The anatomical displacement of the heart due to the expanding uterus and a mild reversible hypertrophy are expected modifications that could be correlated with some of the ECG changes seen with gestation.
However, this study highlights that there may be other types of electrical changes and mechanisms with pregnancy. The increase in heart rate and shortening of PR interval, for example, have traditionally been associated with changes in the autonomous nervous system, specifically vagal and sympathetic control (x). Nevertheless, according to previous studies on hearts excised from pregnant mice, increased heart rate persisted in the absence of neural connections, suggesting that there are changes in cardiac ion channel expression and behavior during pregnancy.7 The complex and fluctuating mixture of hormones seen in this period can influence ion channel kinetics since cardiac myocytes have several hormonal receptors like estrogen and progesterone.6,7 Activation of these sex hormone receptors can alter the electrical activity of the heart through ion channel modulation that ultimately can lead to growth and development of the heart.
The authors also noticed a prolongation of the QTc interval and a decrease in QT dispersion. These were differences already reported in women with a potential increased risk of polymorphic ventricular tachycardia and sudden death.1,6,7 However, in a pregnancy context, these changes seem to be benign and probably related to sympathetic activity and anatomical changes in heart orientation with the growing uterus. Available observational data on pregnancy in women with long QT syndrome is also favorable.9
As the authors report, the study is limited by its small sample size and short-term follow-up, excluding the postpartum period, which is a very important phase since the postpartum heart does not immediately return to its pre-pregnant condition. This analysis also cannot provide information on the benefit of ECG in pregnant women with history of cardiovascular disease as there is no comparison with this population.
However, even with the above limitations, the authors are to be recognized for their research in this particular population with such a lack of real-world information. Collaboration and standardization of data collection should be encouraged to facilitate comparison of outcomes from different cardio-obstetric programs.

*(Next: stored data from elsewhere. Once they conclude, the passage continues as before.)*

//! In-process event bus with per-subscriber bounded queues. Events are
//! serialized once per publication; a subscriber whose buffer overflows is
//! disconnected rather than allowed to grow without bound.

use std::collections::HashSet;
use std::sync::atomic::{AtomicU64, Ordering};
use std::sync::Mutex;

use bytes::Bytes;
use tokio::sync::mpsc;

use crate::types::{now_millis, GatewayEvent};

pub const DEFAULT_BUFFER: usize = 256;

#[derive(Clone, Copy, Debug, PartialEq, Eq, Hash)]
pub enum Channel {
    Requests,
    Providers,
    Cli,
    Stream,
}

impl Channel {
    pub fn as_str(&self) -> &'static str {
        match self {
            Self::Requests => "requests",
            Self::Providers => "providers",
            Self::Cli => "cli",
            Self::Stream => "stream",
        }
    }

    pub fn parse(value: &str) -> Option<Self> {
        match value {
            "requests" => Some(Self::Requests),
            "providers" => Some(Self::Providers),
            "cli" => Some(Self::Cli),
            "stream" => Some(Self::Stream),
            _ => None,
        }
    }

    pub fn all() -> [Self; 4] {
        [Self::Requests, Self::Providers, Self::Cli, Self::Stream]
    }
}

impl GatewayEvent {
    pub fn channel(&self) -> Channel {
        match self {
            Self::RequestSubmitted { .. }
            | Self::RequestProcessing { .. }
            | Self::RequestCompleted { .. }
            | Self::RequestFailed { .. }
            | Self::RequestCancelled { .. } => Channel::Requests,
            Self::ProviderHealthChanged { .. } => Channel::Providers,
            Self::BackendExecuting { .. } => Channel::Cli,
            Self::StreamChunk { .. } => Channel::Stream,
        }
    }
}

#[derive(Debug)]
struct Subscriber {
    id: u64,
    channels: HashSet<Channel>,
    tx: mpsc::Sender<Bytes>,
}

#[derive(Debug)]
pub struct EventBus {
    subscribers: Mutex<Vec<Subscriber>>,
    next_id: AtomicU64,
    buffer: usize,
}

pub struct Subscription {
    pub id: u64,
    pub rx: mpsc::Receiver<Bytes>,
}

impl Default for EventBus {
    fn default() -> Self {
        Self::new(DEFAULT_BUFFER)
    }
}

impl EventBus {
    pub fn new(buffer: usize) -> Self {
        Self {
            subscribers: Mutex::new(Vec::new()),
            next_id: AtomicU64::new(0),
            buffer: buffer.max(1),
        }
    }

    pub fn subscribe(&self, channels: HashSet<Channel>) -> Subscription {
        let id = self.next_id.fetch_add(1, Ordering::Relaxed);
        let (tx, rx) = mpsc::channel(self.buffer);
        self.subscribers
            .lock()
            .expect("event bus lock")
            .push(Subscriber { id, channels, tx });
        Subscription { id, rx }
    }

    pub fn unsubscribe(&self, id: u64) {
        self.subscribers
            .lock()
            .expect("event bus lock")
            .retain(|subscriber| subscriber.id != id);
    }

    pub fn subscriber_count(&self) -> usize {
        self.subscribers.lock().expect("event bus lock").len()
    }

    /// Serialize once, then push to every subscriber of the event's channel.
    /// A full buffer disconnects that subscriber; publication order per
    /// channel is preserved for everyone who keeps up.
    pub fn publish(&self, event: &GatewayEvent) {
        let channel = event.channel();
        let payload = match serialize(event) {
            Ok(payload) => payload,
            Err(err) => {
                tracing::error!(error = %err, "failed to serialize event");
                return;
            }
        };

        let mut subscribers = self.subscribers.lock().expect("event bus lock");
        subscribers.retain(|subscriber| {
            if !subscriber.channels.contains(&channel) {
                return true;
            }
            match subscriber.tx.try_send(payload.clone()) {
                Ok(()) => true,
                Err(mpsc::error::TrySendError::Full(_)) => {
                    tracing::warn!(
                        subscriber = subscriber.id,
                        channel = channel.as_str(),
                        "disconnecting slow consumer"
                    );
                    false
                }
                Err(mpsc::error::TrySendError::Closed(_)) => false,
            }
        });
    }
}

fn serialize(event: &GatewayEvent) -> Result<Bytes, serde_json::Error> {
    let mut value = serde_json::to_value(event)?;
    if let Some(object) = value.as_object_mut() {
        object.insert("ts_ms".to_string(), serde_json::json!(now_millis()));
    }
    Ok(Bytes::from(serde_json::to_vec(&value)?))
}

The changes in the electrical substrate of the heart during pregnancy and the postpartum period could have clear implications for the safety of pregnant women. Large studies with appropriate controls are needed for a better understanding of pregnancy on the electrical profile of the heart. This could contribute to more comprehensive pre-pregnancy counseling, early recognition, careful delivery planning, and close postpartum follow-up and, therefore, to an improvement in care for these patients.
Conflicts of interestThe author has no conflicts of interest to declare.